Your instructions
Extract the lines from the first line of the records below through the line containing "pub fn load(path: impl", inclusive, and reproduce them exactly as written.
-------- Provided data --------
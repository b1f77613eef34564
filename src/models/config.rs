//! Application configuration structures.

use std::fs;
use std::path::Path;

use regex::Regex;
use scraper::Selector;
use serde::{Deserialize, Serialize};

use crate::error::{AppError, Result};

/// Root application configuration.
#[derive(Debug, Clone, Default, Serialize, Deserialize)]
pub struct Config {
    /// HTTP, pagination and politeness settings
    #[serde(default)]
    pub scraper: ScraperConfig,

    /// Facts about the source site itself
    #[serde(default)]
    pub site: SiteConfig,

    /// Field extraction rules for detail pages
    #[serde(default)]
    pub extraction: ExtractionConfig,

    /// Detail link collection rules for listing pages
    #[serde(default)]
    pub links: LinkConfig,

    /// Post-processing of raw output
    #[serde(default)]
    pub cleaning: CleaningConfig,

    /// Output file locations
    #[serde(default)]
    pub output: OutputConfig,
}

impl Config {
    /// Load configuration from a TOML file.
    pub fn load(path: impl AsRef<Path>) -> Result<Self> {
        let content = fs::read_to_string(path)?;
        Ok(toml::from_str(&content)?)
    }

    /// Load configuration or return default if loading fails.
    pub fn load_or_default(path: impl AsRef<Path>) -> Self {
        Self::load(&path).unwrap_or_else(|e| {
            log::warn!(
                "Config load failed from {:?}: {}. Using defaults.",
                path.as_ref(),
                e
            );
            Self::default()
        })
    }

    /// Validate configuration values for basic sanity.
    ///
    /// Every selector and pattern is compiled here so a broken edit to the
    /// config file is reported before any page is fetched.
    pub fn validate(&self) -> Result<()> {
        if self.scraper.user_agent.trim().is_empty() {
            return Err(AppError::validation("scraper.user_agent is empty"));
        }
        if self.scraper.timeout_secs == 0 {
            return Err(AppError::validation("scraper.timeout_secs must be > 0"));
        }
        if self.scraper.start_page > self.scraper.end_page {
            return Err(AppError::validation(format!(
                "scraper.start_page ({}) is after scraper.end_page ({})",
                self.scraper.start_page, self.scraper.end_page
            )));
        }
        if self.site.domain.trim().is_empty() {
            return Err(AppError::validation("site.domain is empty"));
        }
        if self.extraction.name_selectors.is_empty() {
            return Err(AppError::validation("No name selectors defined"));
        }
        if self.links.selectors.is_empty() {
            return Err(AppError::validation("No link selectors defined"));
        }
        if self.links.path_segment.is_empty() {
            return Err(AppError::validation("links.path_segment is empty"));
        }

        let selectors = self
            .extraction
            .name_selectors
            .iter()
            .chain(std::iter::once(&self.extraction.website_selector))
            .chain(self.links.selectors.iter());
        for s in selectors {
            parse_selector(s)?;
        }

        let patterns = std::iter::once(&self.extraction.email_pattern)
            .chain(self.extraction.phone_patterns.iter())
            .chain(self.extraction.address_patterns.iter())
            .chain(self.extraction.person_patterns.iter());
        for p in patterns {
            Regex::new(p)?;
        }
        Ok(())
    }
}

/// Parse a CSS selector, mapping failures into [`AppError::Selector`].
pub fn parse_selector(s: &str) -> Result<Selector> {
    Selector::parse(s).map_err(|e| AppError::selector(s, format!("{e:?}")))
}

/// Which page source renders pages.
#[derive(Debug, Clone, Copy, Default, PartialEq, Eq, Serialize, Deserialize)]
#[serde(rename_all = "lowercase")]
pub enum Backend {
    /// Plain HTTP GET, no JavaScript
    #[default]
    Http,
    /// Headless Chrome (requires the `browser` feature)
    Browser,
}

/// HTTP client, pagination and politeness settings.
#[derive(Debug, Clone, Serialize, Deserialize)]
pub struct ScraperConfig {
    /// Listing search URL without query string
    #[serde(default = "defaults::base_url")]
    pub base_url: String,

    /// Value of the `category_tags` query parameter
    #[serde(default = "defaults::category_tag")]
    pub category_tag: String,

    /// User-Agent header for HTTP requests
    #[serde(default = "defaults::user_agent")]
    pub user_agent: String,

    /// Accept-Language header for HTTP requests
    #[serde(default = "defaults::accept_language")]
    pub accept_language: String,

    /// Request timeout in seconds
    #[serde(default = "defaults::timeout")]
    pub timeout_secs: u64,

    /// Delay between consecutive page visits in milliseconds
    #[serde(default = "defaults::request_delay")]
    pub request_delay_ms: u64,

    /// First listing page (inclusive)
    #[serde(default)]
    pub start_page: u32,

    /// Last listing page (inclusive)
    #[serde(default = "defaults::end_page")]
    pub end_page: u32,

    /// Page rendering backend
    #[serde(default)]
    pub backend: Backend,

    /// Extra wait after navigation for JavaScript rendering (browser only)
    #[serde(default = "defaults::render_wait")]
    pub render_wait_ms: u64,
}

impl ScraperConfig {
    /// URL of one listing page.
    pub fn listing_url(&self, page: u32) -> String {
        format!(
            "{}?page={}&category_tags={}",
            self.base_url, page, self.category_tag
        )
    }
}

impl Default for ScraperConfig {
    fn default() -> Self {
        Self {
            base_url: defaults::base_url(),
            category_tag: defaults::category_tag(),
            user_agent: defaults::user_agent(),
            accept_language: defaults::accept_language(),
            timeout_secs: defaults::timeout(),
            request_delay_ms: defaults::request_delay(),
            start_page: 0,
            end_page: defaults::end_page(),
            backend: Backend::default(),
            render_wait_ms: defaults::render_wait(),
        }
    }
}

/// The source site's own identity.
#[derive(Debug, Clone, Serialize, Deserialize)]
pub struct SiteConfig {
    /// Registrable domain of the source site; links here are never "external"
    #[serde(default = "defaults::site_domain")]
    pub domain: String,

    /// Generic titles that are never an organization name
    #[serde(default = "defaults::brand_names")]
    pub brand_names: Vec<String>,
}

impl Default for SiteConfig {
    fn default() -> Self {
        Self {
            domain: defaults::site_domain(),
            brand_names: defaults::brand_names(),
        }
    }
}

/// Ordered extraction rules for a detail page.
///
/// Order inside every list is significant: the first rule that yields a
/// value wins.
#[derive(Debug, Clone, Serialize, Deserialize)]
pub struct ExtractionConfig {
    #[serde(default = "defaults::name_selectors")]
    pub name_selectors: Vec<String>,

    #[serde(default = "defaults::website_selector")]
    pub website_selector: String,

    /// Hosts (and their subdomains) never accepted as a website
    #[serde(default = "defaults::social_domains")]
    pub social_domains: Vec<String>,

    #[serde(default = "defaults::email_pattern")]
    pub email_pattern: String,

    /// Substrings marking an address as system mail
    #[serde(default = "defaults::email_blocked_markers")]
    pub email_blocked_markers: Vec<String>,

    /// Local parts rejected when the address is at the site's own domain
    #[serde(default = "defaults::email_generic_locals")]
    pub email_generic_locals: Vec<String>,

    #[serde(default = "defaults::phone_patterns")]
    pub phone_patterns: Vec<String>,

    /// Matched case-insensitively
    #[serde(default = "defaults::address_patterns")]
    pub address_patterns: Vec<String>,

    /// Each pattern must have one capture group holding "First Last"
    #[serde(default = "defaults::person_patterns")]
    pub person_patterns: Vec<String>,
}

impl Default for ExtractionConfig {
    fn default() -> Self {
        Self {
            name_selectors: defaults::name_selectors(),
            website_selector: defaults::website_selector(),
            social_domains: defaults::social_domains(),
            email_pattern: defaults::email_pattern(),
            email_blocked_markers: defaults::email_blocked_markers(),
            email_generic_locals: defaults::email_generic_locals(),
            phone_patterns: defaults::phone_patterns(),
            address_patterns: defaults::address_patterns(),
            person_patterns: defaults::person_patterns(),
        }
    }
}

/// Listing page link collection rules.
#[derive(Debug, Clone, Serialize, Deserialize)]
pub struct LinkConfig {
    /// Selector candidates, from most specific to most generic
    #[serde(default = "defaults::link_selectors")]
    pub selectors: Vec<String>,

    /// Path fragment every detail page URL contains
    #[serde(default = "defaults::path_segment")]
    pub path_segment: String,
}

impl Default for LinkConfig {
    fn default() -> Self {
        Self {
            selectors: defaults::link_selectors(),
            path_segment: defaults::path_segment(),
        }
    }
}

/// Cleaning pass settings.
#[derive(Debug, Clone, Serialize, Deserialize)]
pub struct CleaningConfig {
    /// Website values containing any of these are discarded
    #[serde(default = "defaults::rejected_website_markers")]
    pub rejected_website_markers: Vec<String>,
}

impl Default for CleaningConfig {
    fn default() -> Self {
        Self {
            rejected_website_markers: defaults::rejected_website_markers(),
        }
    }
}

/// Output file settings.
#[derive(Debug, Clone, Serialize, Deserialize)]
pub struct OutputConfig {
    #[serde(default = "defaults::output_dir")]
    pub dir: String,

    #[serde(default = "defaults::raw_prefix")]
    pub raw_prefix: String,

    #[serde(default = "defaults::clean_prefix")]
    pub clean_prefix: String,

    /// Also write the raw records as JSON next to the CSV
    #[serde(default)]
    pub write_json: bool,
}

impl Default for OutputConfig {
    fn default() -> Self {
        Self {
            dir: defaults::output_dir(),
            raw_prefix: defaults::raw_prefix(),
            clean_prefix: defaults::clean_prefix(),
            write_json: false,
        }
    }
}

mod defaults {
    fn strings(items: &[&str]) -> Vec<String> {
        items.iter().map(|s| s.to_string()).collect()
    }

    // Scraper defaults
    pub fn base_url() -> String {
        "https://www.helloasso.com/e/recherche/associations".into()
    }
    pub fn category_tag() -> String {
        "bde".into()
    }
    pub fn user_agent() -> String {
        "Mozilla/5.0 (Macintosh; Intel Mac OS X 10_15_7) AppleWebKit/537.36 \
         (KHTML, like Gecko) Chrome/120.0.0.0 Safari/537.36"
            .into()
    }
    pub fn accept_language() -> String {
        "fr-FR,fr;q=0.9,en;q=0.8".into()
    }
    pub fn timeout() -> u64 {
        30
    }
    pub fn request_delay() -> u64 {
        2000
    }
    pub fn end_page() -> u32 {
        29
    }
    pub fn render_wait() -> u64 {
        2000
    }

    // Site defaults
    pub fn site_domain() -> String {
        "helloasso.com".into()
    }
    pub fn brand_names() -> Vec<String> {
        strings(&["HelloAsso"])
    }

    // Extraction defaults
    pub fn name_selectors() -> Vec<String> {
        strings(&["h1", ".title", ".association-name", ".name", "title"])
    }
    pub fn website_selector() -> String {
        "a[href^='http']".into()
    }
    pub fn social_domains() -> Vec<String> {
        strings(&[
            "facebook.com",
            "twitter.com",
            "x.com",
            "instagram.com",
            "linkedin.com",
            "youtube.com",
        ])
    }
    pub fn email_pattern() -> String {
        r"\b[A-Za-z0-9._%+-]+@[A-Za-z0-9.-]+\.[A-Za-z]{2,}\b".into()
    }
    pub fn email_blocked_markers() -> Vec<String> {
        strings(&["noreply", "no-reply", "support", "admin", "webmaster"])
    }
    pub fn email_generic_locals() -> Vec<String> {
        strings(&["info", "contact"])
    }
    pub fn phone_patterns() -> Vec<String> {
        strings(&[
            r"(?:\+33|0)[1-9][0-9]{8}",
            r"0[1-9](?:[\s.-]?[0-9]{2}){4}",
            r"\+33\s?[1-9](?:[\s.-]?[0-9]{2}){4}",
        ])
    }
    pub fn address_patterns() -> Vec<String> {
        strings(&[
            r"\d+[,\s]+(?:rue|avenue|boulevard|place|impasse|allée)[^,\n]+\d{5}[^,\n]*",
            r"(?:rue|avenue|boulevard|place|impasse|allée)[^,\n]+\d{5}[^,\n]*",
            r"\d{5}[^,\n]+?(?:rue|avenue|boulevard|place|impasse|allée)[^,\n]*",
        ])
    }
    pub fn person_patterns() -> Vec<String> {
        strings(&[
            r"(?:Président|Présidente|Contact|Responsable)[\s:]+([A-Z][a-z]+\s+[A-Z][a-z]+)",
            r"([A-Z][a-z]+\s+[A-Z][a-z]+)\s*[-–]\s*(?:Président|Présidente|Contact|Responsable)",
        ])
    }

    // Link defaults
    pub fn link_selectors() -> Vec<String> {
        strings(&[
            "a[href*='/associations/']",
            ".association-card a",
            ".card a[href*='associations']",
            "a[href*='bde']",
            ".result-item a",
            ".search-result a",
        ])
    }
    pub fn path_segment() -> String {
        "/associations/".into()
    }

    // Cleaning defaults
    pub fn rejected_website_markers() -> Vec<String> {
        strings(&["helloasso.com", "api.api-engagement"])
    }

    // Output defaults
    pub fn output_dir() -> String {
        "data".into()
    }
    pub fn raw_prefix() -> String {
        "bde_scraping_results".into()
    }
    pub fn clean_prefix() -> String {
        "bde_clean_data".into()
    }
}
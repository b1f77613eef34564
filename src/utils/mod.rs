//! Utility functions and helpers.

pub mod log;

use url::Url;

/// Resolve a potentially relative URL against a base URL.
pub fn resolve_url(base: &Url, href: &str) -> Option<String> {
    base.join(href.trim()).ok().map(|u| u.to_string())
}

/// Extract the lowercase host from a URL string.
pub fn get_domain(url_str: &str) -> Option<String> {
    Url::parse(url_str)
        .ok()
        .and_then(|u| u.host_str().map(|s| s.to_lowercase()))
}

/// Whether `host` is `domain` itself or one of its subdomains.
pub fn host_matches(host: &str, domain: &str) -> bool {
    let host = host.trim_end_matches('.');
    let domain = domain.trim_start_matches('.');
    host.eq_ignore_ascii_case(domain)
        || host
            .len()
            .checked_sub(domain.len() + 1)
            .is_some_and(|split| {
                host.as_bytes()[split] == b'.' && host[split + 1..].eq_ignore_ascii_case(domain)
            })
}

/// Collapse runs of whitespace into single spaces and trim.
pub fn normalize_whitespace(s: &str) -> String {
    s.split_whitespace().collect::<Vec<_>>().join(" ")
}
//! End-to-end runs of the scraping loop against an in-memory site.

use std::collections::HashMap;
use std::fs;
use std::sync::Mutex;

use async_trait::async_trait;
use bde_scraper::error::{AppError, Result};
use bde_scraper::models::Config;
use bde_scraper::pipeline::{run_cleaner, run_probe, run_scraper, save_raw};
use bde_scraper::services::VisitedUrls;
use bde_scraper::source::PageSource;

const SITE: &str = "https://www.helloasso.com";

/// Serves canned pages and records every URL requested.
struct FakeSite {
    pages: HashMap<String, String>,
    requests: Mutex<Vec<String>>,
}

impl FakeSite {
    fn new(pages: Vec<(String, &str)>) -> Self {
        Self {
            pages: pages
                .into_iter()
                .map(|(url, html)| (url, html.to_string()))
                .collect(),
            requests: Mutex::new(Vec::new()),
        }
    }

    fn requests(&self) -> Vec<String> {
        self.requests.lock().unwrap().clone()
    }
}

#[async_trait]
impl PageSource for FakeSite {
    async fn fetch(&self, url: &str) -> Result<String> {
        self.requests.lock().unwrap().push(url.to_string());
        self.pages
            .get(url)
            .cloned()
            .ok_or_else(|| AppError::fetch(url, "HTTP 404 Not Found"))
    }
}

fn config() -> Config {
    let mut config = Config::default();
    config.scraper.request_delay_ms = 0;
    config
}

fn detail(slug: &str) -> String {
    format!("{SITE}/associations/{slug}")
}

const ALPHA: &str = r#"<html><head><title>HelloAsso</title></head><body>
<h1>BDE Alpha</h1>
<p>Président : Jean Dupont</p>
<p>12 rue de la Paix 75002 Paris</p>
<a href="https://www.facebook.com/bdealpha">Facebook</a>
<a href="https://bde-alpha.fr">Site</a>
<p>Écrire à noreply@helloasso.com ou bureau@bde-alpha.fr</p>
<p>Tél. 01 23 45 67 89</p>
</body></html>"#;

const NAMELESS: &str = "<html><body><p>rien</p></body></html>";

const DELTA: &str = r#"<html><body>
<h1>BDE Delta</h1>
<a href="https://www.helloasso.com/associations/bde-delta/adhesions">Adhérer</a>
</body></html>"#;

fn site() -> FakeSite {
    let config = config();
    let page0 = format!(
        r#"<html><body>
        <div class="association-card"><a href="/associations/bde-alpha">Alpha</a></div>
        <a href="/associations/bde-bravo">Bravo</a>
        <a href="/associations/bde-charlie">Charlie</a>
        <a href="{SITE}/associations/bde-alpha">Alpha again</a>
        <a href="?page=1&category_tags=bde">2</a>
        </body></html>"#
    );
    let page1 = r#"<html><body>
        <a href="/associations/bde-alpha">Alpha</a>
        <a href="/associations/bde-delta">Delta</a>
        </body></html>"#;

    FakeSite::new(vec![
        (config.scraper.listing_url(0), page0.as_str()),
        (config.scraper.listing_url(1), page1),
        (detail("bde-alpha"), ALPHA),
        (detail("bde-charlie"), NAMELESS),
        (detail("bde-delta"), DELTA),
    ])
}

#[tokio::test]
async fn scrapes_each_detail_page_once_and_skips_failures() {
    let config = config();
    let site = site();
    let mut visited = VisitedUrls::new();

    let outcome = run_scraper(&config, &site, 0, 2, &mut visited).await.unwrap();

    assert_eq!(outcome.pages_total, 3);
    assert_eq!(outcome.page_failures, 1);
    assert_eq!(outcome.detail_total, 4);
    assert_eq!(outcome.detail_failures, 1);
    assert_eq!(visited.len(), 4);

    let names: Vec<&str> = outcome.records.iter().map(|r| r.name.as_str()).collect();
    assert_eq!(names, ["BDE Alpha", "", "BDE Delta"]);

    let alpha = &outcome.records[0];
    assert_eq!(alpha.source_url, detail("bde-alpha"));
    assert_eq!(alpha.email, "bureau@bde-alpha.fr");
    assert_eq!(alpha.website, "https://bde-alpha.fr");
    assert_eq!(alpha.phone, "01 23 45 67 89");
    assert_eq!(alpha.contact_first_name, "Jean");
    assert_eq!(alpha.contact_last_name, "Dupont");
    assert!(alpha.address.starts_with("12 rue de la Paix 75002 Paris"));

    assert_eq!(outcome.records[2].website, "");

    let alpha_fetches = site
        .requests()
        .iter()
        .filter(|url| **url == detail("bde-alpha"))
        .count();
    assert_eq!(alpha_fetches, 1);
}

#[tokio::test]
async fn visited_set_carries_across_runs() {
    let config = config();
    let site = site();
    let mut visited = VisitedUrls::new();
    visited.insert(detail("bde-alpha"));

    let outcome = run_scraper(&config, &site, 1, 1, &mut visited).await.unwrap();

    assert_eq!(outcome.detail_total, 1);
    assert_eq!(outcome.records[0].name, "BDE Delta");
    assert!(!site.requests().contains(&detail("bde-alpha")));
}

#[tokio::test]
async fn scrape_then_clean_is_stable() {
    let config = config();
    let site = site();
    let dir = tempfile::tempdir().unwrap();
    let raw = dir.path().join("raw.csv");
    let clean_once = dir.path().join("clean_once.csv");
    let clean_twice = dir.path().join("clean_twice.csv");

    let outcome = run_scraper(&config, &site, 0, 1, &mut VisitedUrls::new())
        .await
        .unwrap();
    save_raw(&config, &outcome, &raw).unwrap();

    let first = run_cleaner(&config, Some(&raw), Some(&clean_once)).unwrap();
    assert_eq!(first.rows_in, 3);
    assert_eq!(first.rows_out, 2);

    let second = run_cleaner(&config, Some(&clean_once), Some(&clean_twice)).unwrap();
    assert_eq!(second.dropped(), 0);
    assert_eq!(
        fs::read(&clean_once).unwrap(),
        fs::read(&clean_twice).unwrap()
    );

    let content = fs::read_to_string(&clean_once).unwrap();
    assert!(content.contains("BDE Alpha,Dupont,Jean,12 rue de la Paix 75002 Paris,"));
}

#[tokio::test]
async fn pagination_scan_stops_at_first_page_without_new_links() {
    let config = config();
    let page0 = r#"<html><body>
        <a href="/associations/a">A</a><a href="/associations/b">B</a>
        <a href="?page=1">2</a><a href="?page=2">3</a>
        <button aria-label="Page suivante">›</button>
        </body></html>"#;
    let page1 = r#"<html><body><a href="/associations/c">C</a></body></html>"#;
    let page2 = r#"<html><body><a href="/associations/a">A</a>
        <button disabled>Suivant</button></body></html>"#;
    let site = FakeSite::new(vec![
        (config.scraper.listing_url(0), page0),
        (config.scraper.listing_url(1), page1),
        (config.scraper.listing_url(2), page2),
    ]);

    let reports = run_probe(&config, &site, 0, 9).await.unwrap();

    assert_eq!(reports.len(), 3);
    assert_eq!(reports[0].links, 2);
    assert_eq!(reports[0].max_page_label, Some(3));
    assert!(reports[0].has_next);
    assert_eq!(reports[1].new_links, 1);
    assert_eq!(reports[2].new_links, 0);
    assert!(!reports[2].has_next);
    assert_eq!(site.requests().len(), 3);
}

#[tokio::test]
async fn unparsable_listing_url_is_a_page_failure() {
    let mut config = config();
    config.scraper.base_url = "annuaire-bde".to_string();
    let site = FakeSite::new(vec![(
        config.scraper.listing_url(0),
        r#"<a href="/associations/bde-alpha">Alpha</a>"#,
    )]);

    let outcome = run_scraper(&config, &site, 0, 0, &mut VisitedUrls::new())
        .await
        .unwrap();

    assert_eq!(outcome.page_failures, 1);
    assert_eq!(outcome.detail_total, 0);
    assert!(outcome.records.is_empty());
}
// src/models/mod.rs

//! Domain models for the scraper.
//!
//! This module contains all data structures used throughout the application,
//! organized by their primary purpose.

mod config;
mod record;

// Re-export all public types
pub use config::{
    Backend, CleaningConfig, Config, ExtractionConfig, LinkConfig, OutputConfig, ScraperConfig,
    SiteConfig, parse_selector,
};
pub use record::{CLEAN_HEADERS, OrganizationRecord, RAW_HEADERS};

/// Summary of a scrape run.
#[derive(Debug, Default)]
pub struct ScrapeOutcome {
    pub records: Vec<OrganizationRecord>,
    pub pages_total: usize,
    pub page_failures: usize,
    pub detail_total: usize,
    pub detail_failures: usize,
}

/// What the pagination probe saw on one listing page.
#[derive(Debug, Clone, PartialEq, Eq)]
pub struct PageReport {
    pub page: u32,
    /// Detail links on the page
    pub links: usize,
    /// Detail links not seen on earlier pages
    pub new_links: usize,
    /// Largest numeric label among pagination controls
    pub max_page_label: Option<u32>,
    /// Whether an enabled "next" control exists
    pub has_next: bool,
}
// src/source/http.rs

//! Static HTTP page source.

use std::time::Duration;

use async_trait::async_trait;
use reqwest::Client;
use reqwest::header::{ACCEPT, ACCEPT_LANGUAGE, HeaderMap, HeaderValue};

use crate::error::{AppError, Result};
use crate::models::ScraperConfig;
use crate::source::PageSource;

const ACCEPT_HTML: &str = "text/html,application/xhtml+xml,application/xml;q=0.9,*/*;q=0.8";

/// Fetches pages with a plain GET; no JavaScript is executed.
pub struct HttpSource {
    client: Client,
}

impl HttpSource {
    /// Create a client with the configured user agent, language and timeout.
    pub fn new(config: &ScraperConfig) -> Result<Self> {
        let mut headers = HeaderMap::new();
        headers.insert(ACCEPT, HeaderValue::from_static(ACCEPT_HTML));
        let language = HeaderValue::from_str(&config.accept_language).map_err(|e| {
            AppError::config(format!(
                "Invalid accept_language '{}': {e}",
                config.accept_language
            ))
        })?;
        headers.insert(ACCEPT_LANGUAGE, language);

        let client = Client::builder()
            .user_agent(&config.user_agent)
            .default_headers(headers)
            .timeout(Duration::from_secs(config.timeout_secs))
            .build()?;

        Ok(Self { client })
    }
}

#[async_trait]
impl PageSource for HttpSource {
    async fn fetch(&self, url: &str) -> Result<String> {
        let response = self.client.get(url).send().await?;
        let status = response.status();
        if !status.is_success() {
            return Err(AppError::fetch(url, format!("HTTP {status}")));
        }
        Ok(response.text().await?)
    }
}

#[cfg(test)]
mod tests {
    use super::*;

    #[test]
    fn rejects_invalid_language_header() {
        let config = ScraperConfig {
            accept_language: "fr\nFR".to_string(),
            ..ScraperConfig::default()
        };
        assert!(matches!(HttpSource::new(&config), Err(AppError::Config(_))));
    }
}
--------
Response for this exercise
repository b1f77613eef34564
filename src/models/config.rs
//! Application configuration structures.

use std::fs;
use std::path::Path;

use regex::Regex;
use scraper::Selector;
use serde::{Deserialize, Serialize};

use crate::error::{AppError, Result};

/// Root application configuration.
#[derive(Debug, Clone, Default, Serialize, Deserialize)]
pub struct Config {
    /// HTTP, pagination and politeness settings
    #[serde(default)]
    pub scraper: ScraperConfig,

    /// Facts about the source site itself
    #[serde(default)]
    pub site: SiteConfig,

    /// Field extraction rules for detail pages
    #[serde(default)]
    pub extraction: ExtractionConfig,

    /// Detail link collection rules for listing pages
    #[serde(default)]
    pub links: LinkConfig,

    /// Post-processing of raw output
    #[serde(default)]
    pub cleaning: CleaningConfig,

    /// Output file locations
    #[serde(default)]
    pub output: OutputConfig,
}

impl Config {
    /// Load configuration from a TOML file.
    pub fn load(path: impl AsRef<Path>) -> Result<Self> {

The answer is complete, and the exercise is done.